# How do you go off a jump?



## Complete (Jan 26, 2008)

I get a ton of speed,
I reach the top of the ramp
i pull up
but i end up crashing forward, almost doing a faceplant when i land
can someone provide me with tips, tricks, or a guide on hitting a jump properly and landing it?
I don't ride a BMX bike I use a DJ bike
It's an 07' Kona Scrap if that bit of information is useful

thanks =]


----------



## Iggz (Nov 22, 2006)

pull up more or lean back a lil before you land so you don't die like you said.


----------



## sittingduck (Apr 26, 2005)

Learn bunnyhops first.


----------



## HOFFMAN223 (Aug 24, 2004)

Front wheel first!


----------



## aznguy (Mar 15, 2007)

dont pull up as much cause it'll sort of cause a pendulum effect and pitch you forward. it kinda helps to imagine your hands are following your feet in a smooth arc. the most important thing though is to relax and practice.


----------



## PaintPeelinPbody (Feb 3, 2004)

Pump (or push down) right as you approach the jump.

I'm a newb to, and I've noticed pumping into the face of the jump really launches you much further than trying to pop just off the lip.


----------



## Boulder Pilot (Jan 23, 2004)

> it kinda helps to imagine your hands are following your feet in a smooth arc.

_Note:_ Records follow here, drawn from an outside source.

// Chassis controller: relative moves at the configured default speeds, or a
// held velocity

use crate::chassis::{FrictionCoeffs, MoveRequest};
use crate::error::Result;
use crate::limb::Limb;
use crate::monitor::MotionStatus;
use crate::robot::Robot;

pub struct Chassis<'a> {
    robot: &'a Robot,
}

impl<'a> Chassis<'a> {
    pub(crate) fn new(robot: &'a Robot) -> Self {
        Self { robot }
    }

    pub fn friction(&self) -> FrictionCoeffs {
        self.robot.friction()
    }

    /// Friction used by every later move of this robot
    pub fn set_friction(&self, friction: FrictionCoeffs) {
        self.robot.set_friction(friction);
    }

    /// Move by (x, y) meters in the body frame and turn by `degrees`
    pub async fn move_by(&self, x: f64, y: f64, degrees: f64, block: bool) -> Result<MotionStatus> {
        let config = self.robot.config();
        let request = MoveRequest {
            x,
            y,
            angle: degrees.to_radians(),
            linear_speed: config.linear_speed,
            angular_speed: config.angular_speed,
            friction: self.friction(),
        };
        self.robot.chassis_move_request(&request, block).await
    }

    pub async fn forward(&self, distance: f64, block: bool) -> Result<MotionStatus> {
        self.move_by(distance.abs(), 0.0, 0.0, block).await
    }

    pub async fn backward(&self, distance: f64, block: bool) -> Result<MotionStatus> {
        self.move_by(-distance.abs(), 0.0, 0.0, block).await
    }

    pub async fn strafe_left(&self, distance: f64, block: bool) -> Result<MotionStatus> {
        self.move_by(0.0, distance.abs(), 0.0, block).await
    }

    pub async fn strafe_right(&self, distance: f64, block: bool) -> Result<MotionStatus> {
        self.move_by(0.0, -distance.abs(), 0.0, block).await
    }

    /// Counter-clockwise turn
    pub async fn turn_left(&self, degrees: f64, block: bool) -> Result<MotionStatus> {
        self.move_by(0.0, 0.0, degrees.abs(), block).await
    }

    pub async fn turn_right(&self, degrees: f64, block: bool) -> Result<MotionStatus> {
        self.move_by(0.0, 0.0, -degrees.abs(), block).await
    }

    /// Drive at (vx, vy) m/s and `omega` rad/s until `stop()` or another move
    pub async fn set_velocity(&self, vx: f64, vy: f64, omega: f64) -> Result<MotionStatus> {
        self.robot.chassis_velocity(vx, vy, omega).await
    }

    pub async fn stop(&self) -> Result<()> {
        self.robot.stop(Limb::Chassis).await
    }

    pub fn is_moving(&self) -> bool {
        self.robot.is_moving(Limb::Chassis)
    }
}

Since his hands are in front of his feet, wouldn't this result in a summersault?


----------



## the_godfather (Jan 19, 2007)

post a pic of your bike. it could be your setup


----------



## snaky69 (Mar 8, 2005)

You are probably quite tense in the air and your weight is probably too forward as well, resulting in the face plant, try focusing less on tucking the bike in and more on being relaxed.


----------



## gdurt (Nov 26, 2007)

First step would be to learn to use the search function on this website. Once you master that, pretty much all of your questions will be answered.


----------



## crakbot (Nov 5, 2005)

I agree with snaky, a big problem could be you are too stiff. A really good rider was watching me once and told me I looked all stiff. He suggested before a run I should shake out my arms then as I approach the jump, sing a song in my head. It sounds stupid but it actually worked. I got way more loose and I immediately felt way more control.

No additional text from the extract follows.